--- Dataset excerpts Enclosed Below ---
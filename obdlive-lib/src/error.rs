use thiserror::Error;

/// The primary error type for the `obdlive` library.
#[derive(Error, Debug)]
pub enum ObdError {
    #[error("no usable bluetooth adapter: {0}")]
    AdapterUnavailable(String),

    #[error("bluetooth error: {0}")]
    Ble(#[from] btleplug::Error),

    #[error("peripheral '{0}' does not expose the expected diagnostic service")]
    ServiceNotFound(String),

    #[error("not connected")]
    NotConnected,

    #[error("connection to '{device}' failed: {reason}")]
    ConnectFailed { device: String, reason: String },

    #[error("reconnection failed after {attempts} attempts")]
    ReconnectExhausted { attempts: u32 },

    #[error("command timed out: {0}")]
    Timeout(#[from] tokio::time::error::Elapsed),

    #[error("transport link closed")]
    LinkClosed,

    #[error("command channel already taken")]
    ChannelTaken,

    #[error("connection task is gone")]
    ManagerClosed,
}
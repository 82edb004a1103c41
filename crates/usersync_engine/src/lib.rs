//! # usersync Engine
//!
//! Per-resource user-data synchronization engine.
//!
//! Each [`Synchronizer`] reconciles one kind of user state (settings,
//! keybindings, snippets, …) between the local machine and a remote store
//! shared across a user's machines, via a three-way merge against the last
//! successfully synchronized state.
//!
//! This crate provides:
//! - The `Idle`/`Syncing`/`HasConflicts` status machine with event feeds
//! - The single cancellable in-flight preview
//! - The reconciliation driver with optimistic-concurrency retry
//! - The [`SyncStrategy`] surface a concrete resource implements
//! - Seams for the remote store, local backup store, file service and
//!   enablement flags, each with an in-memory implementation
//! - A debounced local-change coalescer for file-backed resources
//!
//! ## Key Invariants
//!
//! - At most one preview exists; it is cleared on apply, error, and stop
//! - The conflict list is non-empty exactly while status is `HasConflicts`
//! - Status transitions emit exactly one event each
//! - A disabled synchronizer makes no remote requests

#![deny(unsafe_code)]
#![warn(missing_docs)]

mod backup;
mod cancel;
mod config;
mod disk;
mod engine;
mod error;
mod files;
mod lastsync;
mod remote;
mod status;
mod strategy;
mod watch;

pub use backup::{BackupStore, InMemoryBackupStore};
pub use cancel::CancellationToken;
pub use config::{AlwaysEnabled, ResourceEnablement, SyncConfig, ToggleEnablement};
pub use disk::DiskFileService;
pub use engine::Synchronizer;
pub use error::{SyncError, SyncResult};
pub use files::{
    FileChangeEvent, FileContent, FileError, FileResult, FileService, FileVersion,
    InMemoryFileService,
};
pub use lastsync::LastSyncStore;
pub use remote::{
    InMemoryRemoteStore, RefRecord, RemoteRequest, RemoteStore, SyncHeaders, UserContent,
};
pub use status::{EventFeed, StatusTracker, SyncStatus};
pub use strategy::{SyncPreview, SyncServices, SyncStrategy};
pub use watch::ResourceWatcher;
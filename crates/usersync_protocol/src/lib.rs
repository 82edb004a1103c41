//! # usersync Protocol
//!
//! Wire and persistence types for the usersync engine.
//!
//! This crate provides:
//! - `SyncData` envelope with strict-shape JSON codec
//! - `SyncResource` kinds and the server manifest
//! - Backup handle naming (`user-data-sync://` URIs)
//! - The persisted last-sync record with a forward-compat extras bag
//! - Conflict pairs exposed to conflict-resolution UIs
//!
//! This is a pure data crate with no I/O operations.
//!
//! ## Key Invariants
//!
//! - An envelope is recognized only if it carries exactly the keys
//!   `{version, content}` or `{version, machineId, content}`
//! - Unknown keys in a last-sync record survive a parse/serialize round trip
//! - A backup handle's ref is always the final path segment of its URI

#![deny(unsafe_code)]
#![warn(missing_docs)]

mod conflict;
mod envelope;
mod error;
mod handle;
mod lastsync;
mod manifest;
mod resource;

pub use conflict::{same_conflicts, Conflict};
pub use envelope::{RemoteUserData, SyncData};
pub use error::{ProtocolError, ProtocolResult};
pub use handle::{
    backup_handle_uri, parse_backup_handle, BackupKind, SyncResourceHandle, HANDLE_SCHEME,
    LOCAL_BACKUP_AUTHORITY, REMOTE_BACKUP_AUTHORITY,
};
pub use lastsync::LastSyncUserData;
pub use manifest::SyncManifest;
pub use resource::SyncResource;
--- End of Enclosed Dataset excerpts ---
--- Dataset excerpts Enclosed Below ---
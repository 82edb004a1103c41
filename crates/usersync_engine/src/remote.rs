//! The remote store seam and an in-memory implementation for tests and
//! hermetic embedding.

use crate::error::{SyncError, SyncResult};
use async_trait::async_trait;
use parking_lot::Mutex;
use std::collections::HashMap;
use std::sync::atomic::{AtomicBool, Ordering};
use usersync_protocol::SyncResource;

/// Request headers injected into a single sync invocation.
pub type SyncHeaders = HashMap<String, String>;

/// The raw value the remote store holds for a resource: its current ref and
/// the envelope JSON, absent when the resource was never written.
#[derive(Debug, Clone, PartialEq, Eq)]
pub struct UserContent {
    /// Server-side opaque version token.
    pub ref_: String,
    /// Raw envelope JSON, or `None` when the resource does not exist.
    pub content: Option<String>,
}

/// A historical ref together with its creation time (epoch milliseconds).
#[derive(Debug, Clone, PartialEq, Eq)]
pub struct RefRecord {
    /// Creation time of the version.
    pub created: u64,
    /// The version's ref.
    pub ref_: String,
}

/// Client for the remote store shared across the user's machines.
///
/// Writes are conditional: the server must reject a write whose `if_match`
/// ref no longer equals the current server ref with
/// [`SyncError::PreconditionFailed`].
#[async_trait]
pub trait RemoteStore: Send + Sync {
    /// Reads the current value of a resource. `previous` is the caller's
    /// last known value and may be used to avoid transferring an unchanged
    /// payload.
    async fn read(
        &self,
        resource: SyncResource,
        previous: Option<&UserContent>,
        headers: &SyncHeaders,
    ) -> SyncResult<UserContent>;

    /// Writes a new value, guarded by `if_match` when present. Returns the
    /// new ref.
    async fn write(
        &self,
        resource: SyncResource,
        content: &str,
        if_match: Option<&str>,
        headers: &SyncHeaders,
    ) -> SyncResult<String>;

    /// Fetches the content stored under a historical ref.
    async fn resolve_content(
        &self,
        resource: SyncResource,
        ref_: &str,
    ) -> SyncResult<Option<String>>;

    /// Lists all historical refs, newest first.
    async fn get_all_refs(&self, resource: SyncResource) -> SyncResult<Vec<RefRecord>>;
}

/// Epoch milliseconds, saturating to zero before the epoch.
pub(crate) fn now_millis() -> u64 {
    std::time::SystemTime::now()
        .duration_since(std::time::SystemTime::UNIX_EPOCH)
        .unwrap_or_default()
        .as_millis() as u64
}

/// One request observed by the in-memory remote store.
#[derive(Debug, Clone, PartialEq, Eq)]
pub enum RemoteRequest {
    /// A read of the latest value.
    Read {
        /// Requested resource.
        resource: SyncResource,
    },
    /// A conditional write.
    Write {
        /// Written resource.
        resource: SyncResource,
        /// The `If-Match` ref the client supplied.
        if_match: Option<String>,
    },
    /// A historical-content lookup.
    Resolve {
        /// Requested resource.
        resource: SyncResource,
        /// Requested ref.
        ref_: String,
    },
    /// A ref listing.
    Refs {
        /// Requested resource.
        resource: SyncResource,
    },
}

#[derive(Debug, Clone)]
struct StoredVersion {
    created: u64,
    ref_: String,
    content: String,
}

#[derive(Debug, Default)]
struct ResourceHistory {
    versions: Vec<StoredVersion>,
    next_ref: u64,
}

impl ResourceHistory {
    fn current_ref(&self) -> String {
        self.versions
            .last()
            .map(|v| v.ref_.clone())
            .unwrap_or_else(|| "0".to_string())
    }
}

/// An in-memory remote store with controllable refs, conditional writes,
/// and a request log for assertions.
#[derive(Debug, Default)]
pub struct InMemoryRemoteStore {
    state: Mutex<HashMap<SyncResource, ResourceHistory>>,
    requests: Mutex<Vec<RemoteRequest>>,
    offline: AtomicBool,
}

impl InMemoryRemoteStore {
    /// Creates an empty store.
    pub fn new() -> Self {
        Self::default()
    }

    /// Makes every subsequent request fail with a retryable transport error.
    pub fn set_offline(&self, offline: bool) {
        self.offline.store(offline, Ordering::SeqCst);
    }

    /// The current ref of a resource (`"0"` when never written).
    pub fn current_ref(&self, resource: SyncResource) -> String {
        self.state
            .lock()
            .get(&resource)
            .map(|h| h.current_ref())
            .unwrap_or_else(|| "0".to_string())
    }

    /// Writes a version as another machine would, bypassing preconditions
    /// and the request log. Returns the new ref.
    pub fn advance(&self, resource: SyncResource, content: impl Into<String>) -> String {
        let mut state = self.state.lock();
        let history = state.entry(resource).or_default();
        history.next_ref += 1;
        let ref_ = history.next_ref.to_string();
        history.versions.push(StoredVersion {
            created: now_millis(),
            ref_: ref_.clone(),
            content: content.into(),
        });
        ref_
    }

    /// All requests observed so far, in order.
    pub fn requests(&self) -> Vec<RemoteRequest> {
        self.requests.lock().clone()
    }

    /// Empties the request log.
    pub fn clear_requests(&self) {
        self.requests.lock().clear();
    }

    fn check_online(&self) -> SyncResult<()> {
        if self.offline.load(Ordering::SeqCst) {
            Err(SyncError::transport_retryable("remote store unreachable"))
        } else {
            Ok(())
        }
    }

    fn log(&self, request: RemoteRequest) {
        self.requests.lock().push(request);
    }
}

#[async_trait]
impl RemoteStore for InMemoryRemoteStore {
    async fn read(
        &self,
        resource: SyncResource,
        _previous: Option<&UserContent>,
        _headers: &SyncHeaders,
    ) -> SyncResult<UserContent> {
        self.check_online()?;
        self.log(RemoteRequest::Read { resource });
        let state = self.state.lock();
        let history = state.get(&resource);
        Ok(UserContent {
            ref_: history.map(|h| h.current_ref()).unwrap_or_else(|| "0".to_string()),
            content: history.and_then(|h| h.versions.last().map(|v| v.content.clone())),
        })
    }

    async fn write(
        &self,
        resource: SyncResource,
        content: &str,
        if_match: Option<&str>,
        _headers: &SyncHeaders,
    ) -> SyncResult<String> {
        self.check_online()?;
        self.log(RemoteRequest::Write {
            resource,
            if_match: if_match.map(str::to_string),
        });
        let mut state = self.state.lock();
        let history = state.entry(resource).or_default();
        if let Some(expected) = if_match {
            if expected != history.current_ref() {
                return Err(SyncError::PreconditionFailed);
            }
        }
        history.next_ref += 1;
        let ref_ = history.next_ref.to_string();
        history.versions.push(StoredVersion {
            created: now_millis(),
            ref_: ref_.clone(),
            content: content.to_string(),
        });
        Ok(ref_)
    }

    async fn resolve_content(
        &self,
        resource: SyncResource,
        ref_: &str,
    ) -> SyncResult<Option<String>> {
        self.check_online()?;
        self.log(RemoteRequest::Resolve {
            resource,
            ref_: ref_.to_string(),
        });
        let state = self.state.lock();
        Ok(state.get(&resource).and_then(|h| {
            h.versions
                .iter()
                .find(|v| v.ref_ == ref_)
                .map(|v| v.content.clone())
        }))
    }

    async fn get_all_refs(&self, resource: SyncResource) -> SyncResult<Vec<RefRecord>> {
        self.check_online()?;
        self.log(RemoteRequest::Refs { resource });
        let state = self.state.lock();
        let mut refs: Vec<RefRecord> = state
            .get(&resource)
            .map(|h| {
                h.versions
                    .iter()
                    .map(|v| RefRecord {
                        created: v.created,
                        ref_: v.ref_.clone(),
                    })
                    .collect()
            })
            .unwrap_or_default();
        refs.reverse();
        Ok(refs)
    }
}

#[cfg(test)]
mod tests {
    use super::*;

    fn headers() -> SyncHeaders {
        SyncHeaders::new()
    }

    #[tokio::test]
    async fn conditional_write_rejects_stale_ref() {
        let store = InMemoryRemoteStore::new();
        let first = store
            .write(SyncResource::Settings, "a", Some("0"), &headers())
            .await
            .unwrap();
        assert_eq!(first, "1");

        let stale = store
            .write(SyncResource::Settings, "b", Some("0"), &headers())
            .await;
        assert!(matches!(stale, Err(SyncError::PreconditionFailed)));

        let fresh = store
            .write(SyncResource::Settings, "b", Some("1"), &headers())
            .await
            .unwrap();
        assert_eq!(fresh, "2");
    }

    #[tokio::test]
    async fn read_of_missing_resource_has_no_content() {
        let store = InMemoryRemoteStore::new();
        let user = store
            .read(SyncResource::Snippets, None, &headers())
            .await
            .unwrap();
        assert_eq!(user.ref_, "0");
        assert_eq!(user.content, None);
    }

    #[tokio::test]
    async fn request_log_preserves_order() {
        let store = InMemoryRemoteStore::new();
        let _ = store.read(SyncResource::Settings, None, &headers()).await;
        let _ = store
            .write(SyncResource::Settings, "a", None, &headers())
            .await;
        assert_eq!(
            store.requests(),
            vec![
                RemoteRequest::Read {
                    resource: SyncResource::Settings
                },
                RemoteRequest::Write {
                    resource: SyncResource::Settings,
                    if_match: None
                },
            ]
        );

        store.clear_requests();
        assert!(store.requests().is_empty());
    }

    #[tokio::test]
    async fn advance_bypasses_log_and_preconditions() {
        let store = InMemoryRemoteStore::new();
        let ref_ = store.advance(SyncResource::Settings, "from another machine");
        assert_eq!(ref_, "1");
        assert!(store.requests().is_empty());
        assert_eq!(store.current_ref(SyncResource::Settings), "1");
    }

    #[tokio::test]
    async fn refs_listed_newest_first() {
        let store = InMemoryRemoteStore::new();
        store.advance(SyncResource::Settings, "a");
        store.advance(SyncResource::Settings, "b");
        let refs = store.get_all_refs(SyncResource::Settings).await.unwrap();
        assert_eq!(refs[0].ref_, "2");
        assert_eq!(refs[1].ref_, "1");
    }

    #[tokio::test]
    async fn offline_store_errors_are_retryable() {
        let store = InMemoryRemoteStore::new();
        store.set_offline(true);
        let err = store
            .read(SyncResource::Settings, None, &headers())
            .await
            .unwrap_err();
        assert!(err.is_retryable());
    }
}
--- End of Enclosed Dataset excerpts ---
What to work on —
From the material above, copy exactly the lines between the line holding "mod resource;" and the line holding "pub use resource::SyncResource;", inclusive, and only those.

Output below —
mod resource;

pub use conflict::{same_conflicts, Conflict};
pub use envelope::{RemoteUserData, SyncData};
pub use error::{ProtocolError, ProtocolResult};
pub use handle::{
    backup_handle_uri, parse_backup_handle, BackupKind, SyncResourceHandle, HANDLE_SCHEME,
    LOCAL_BACKUP_AUTHORITY, REMOTE_BACKUP_AUTHORITY,
};
pub use lastsync::LastSyncUserData;
pub use manifest::SyncManifest;
pub use resource::SyncResource;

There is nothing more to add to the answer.